As far as possible, we should try and restrict their usage. SVGs are great, but converting them to font icons and serving them in one shot is even nicer.
When a client calls up and asks to increase the icon size by 20% or tweak colour values and shadows, it’s a breeze to make changes in the stylesheet directly. Unless, of course, you love opening your favourite image editor, making changes to the file, saving a copy to your image folder (plus an extra one for retina devices) and changing your markup and or CSS.
If you ask me, font icons are the most future proof way of doing things. The fact that they work down to IE6 is a bonus.
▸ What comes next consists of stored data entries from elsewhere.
// SPDX-License-Identifier: MIT OR Apache-2.0
//! The LLM loop.
//!
//! Drives a thread from first message to finalization: assembles the system
//! prompt and first user message from hooks and directive context, calls
//! the provider (streaming when supported, fanning raw events to sinks),
//! dispatches tool calls through the dispatcher with permission checks on
//! the inner action, honors error-hook retries with computed backoff,
//! detects completion, limits, and context-window exhaustion, and
//! finalizes with signed transcript state.

#![deny(unsafe_code)]
#![warn(missing_docs)]

mod context;
mod outcome;
mod runner;
mod sink;

pub use context::extract_error_context;
pub use outcome::RunOutcome;
pub use runner::{RunnerOptions, ThreadCoordinator, ThreadRunner};
pub use sink::RawStreamLog;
I pretty much use icon fonts for everything ‘iconic’ across the site - social media links, menu thumbnails, navigation buttons and arrows, back to top arrows and decorative elements on a page. If I’m working with a designer, I request them to send me the vector files and run them through an icon font generator. I use icomoon – it’s changed my life!
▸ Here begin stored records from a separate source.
impl SafetyHarness {
    /// Build a harness for a thread.
    ///
    /// The effective cap set is `attenuate(parent, declared)`: the subset
    /// of declared capabilities the expanded parent set dominates. A root
    /// thread (no parent capabilities) takes its declarations as-is —
    /// subject to risk classification at spawn.
    #[must_use]
    pub fn new(
        thread_id: impl Into<String>,
        directive_name: impl Into<String>,
        limits: BTreeMap<String, f64>,
        declared_permissions: Vec<String>,
        parent_capabilities: &[String],
    ) -> Self {
        let capabilities = if parent_capabilities.is_empty() {
            declared_permissions.clone()
        } else {
            let expanded = expand_capabilities(parent_capabilities);
            spindle_capability::intersect_capabilities(&expanded, &declared_permissions)
        };

        Self {
            thread_id: thread_id.into(),
            directive_name: directive_name.into(),
            limits,
            capabilities,
            declared: declared_permissions,
            output_fields: Vec::new(),
            available_tools: Vec::new(),
            inputs: Value::Object(Default::default()),
            depth: 0,
            engine: HookEngine::default(),
            cost: CostTracker::new(),
            cancel: CancellationToken::new(),
            nudges: AtomicU32::new(0),
        }
    }

    /// Attach the merged hook table and the directive's suppressions.
    #[must_use]
    pub fn with_hooks(mut self, hooks: Vec<Hook>, suppress: Vec<String>) -> Self {
        self.engine = HookEngine::new(hooks, suppress);
        self
    }

    /// Attach the directive's resolved inputs.
    #[must_use]
    pub fn with_inputs(mut self, inputs: Value) -> Self {
        self.inputs = inputs;
        self
    }

    /// Attach the generic tool schemas available to the model.
    #[must_use]
    pub fn with_tools(mut self, tools: Vec<ToolSchema>) -> Self {
        self.available_tools = tools;
        self
    }

    /// Record the thread's depth (0 = root).
    #[must_use]
    pub fn with_depth(mut self, depth: u32) -> Self {
        self.depth = depth;
        self
    }

    /// Declare structured output fields. Grants the directive-return
    /// capability so the completion sentinel is always callable.
    #[must_use]
    pub fn with_output_fields(mut self, fields: Vec<String>) -> Self {
        if !fields.is_empty() {
            self.capabilities
                .push("spindle.execute.tool.spindle.agent.threads.directive_return".to_string());
        }
        self.output_fields = fields;
        self
    }

    // -- accessors ------------------------------------------------------

    /// Thread id.
    #[must_use]
    pub fn thread_id(&self) -> &str {
        &self.thread_id
    }

    /// Directive name.
    #[must_use]
    pub fn directive_name(&self) -> &str {
        &self.directive_name
    }

    /// Resolved limits.
    #[must_use]
    pub fn limits(&self) -> &BTreeMap<String, f64> {
        &self.limits
    }

    /// Effective capabilities.
    #[must_use]
    pub fn capabilities(&self) -> &[String] {
        &self.capabilities
    }

    /// Declared (pre-attenuation) permissions.
    #[must_use]
    pub fn declared_permissions(&self) -> &[String] {
        &self.declared
    }

    /// Required output field names, empty when the directive declares none.
    #[must_use]
    pub fn output_fields(&self) -> &[String] {
        &self.output_fields
    }

    /// Tool schemas handed to the provider.
    #[must_use]
    pub fn available_tools(&self) -> &[ToolSchema] {
        &self.available_tools
    }

    /// Thread depth.
    #[must_use]
    pub fn depth(&self) -> u32 {
        self.depth
    }

    /// The cost tracker.
    #[must_use]
    pub fn cost(&self) -> &CostTracker {
        &self.cost
    }

    /// The cancellation token (cloneable).
    #[must_use]
    pub fn cancel_token(&self) -> CancellationToken {
        self.cancel.clone()
    }

    /// Whether cancellation was requested.
    #[must_use]
    pub fn is_cancelled(&self) -> bool {
        self.cancel.is_cancelled()
    }

    /// Request cooperative cancellation.
    pub fn request_cancel(&self) {
        self.cancel.cancel();
    }

    /// Nudges issued so far.
    #[must_use]
    pub fn nudge_count(&self) -> u32 {
        self.nudges.load(Ordering::Relaxed)
    }

    /// Record a nudge; returns the new count.
    pub fn increment_nudges(&self) -> u32 {
        self.nudges.fetch_add(1, Ordering::Relaxed) + 1
    }

    /// Dispatch context for child spawns.
    #[must_use]
    pub fn thread_context(&self) -> ThreadContext {
        ThreadContext {
            thread_id: self.thread_id.clone(),
            depth: self.depth,
            limits: self.limits.clone(),
            capabilities: self.capabilities.clone(),
        }
    }

    // -- permission checks ----------------------------------------------

    /// Check a tool dispatch against the effective cap set.
    ///
    /// Called before every dispatch with the *inner* action — the wrapper
    /// tool is not the unit of authorization. Internal sub-tools are always
    /// allowed; an empty cap set denies everything (fail-closed).
    #[must_use]
    pub fn check_permission(
        &self,
        primary: &str,
        item_type: &str,
        item_id: &str,
    ) -> Option<PermissionDenial> {
        if item_id.starts_with(INTERNAL_TOOL_PREFIX) {
            return None;
        }

        let required = item_id_to_cap(primary, item_type, item_id);

        if self.capabilities.is_empty() {
            return Some(PermissionDenial {
                required: required.clone(),
                missing: vec![required],
                granted: Vec::new(),
                reason: "no capabilities granted".to_string(),
            });
        }

        let (ok, missing) = check_all_capabilities(&self.capabilities, &[required.clone()]);
        if ok {
            None
        } else {
            Some(PermissionDenial {
                required,
                missing,
                granted: self.capabilities.clone(),
                reason: "capability not granted".to_string(),
            })
        }
    }

    // -- limit checks ---------------------------------------------------

    /// Compare accumulated cost against thresholds.
    ///
    /// Returns the first breached limit, in a fixed dimension order, or
    /// `None`.
    #[must_use]
    pub fn check_limits(&self) -> Option<LimitEvent> {
        let cost = self.cost.snapshot();
        self.check_limits_against(&cost)
    }

    /// Limit check against an explicit cost snapshot.
    #[must_use]
    pub fn check_limits_against(&self, cost: &Cost) -> Option<LimitEvent> {
        let checks: [(&str, LimitCode, f64); 5] = [
            ("turns", LimitCode::Turns, f64::from(cost.turns)),
            ("tokens", LimitCode::Tokens, cost.total_tokens() as f64),
            ("spawns", LimitCode::Spawns, f64::from(cost.spawns)),
            (
                "duration_seconds",
                LimitCode::DurationSeconds,
                cost.elapsed_seconds,
            ),
            ("spend", LimitCode::Spend, cost.spend),
        ];
        for (key, code, current) in checks {
            if let Some(&max) = self.limits.get(key) {
                if max > 0.0 && current >= max {
                    return Some(LimitEvent { code, current, max });
                }
            }
        }
        None
    }

    // -- hooks ----------------------------------------------------------

    /// Ambient context for hook evaluation.
    #[must_use]
    pub fn build_context(&self, event: Value) -> Value {
        json!({
            "event": event,
            "directive": {
                "name": self.directive_name,
                "inputs": self.inputs,
            },
            "cost": self.cost.snapshot(),
            "limits": self.limits,
            "depth": self.depth,
            "permissions": {
                "granted": self.capabilities,
                "required": self.declared,
            },
        })
    }

    /// Evaluate control/infra hooks for an event. First non-empty control
    /// result wins.
    pub async fn run_hooks(
        &self,
        event: &str,
        event_payload: Value,
        dispatcher: &ToolDispatcher,
    ) -> Option<Value> {
        let ctx = self.build_context(event_payload);
        self.engine
            .run_hooks(event, &ctx, dispatcher, Some(&self.thread_context()))
            .await
    }

    /// Evaluate content hooks for a context event, with extra ambient
    /// fields merged into the evaluation context.
    pub async fn run_context_hooks(
        &self,
        event: &str,
        extra: Value,
        dispatcher: &ToolDispatcher,
    ) -> HookContext {
        let mut ctx = self.build_context(Value::Null);
        if let (Value::Object(base), Value::Object(extra)) = (&mut ctx, extra) {
            for (k, v) in extra {
                base.insert(k, v);
            }
        }
        self.engine
            .run_context_hooks(event, &ctx, dispatcher, Some(&self.thread_context()))
            .await
    }
}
I save the json file that icomoon generates, in addition to the font files. That way, if I need to make changes later, I can load the json file and delete or add new icons in the app.
I’ve made a DEMO here with the finished files. I use a CSS reset and box-sizing: border box universally across my projects, but it will work fine with normalize.css and the content box model, so don’t worry :)
The demo works across modern browsers, except Safari, which still needs the webkit-gradient prefix. You can add that and other prefixes for complete browser support. You can read my article here about vendor prefixes, if you want to check browser support for common CSS3 properties like box-shadow, border-radius and gradients.
Since this isn’t an article about how to use icon fonts, I’ll directly go on to the stylised effects. There’s lots of good information online about adding icon fonts to your projects, and the generators have made this dead simple. If you’re comfortable using @font-face, this should not be a problem.
My favourite ones in the demo are the folded corners and letterpress effect. Feel free to use, abuse and enjoy. I’ve used multiple classes for each example (e.g. outerGlow, circle and foldedCorner), so it should be fairly easy to initiate your browser dev tools and use and swap out the classes you don’t need.
I’ve used three icons that indicate home, people and call.
I've given the icon spans a class of 'iconFont', and wrapped them in a div with a class of iconBlock.
The icon font files will map a font-icon to each character. I’ve set the display to inline-block so they are in-line and have a line-height of 1 (which ensures uniform padding on all sides). You can mess around with the colours, font-sizes, padding and margins to get the right look for your site or application.
I’ve added different classes to the iconBlock div for different effects. There's everything from icons with inner and outer glows, to leaf shapes and rounded corners, letterpress and embossed effects and folder corners. Enjoy and let me know if you've used them in your work!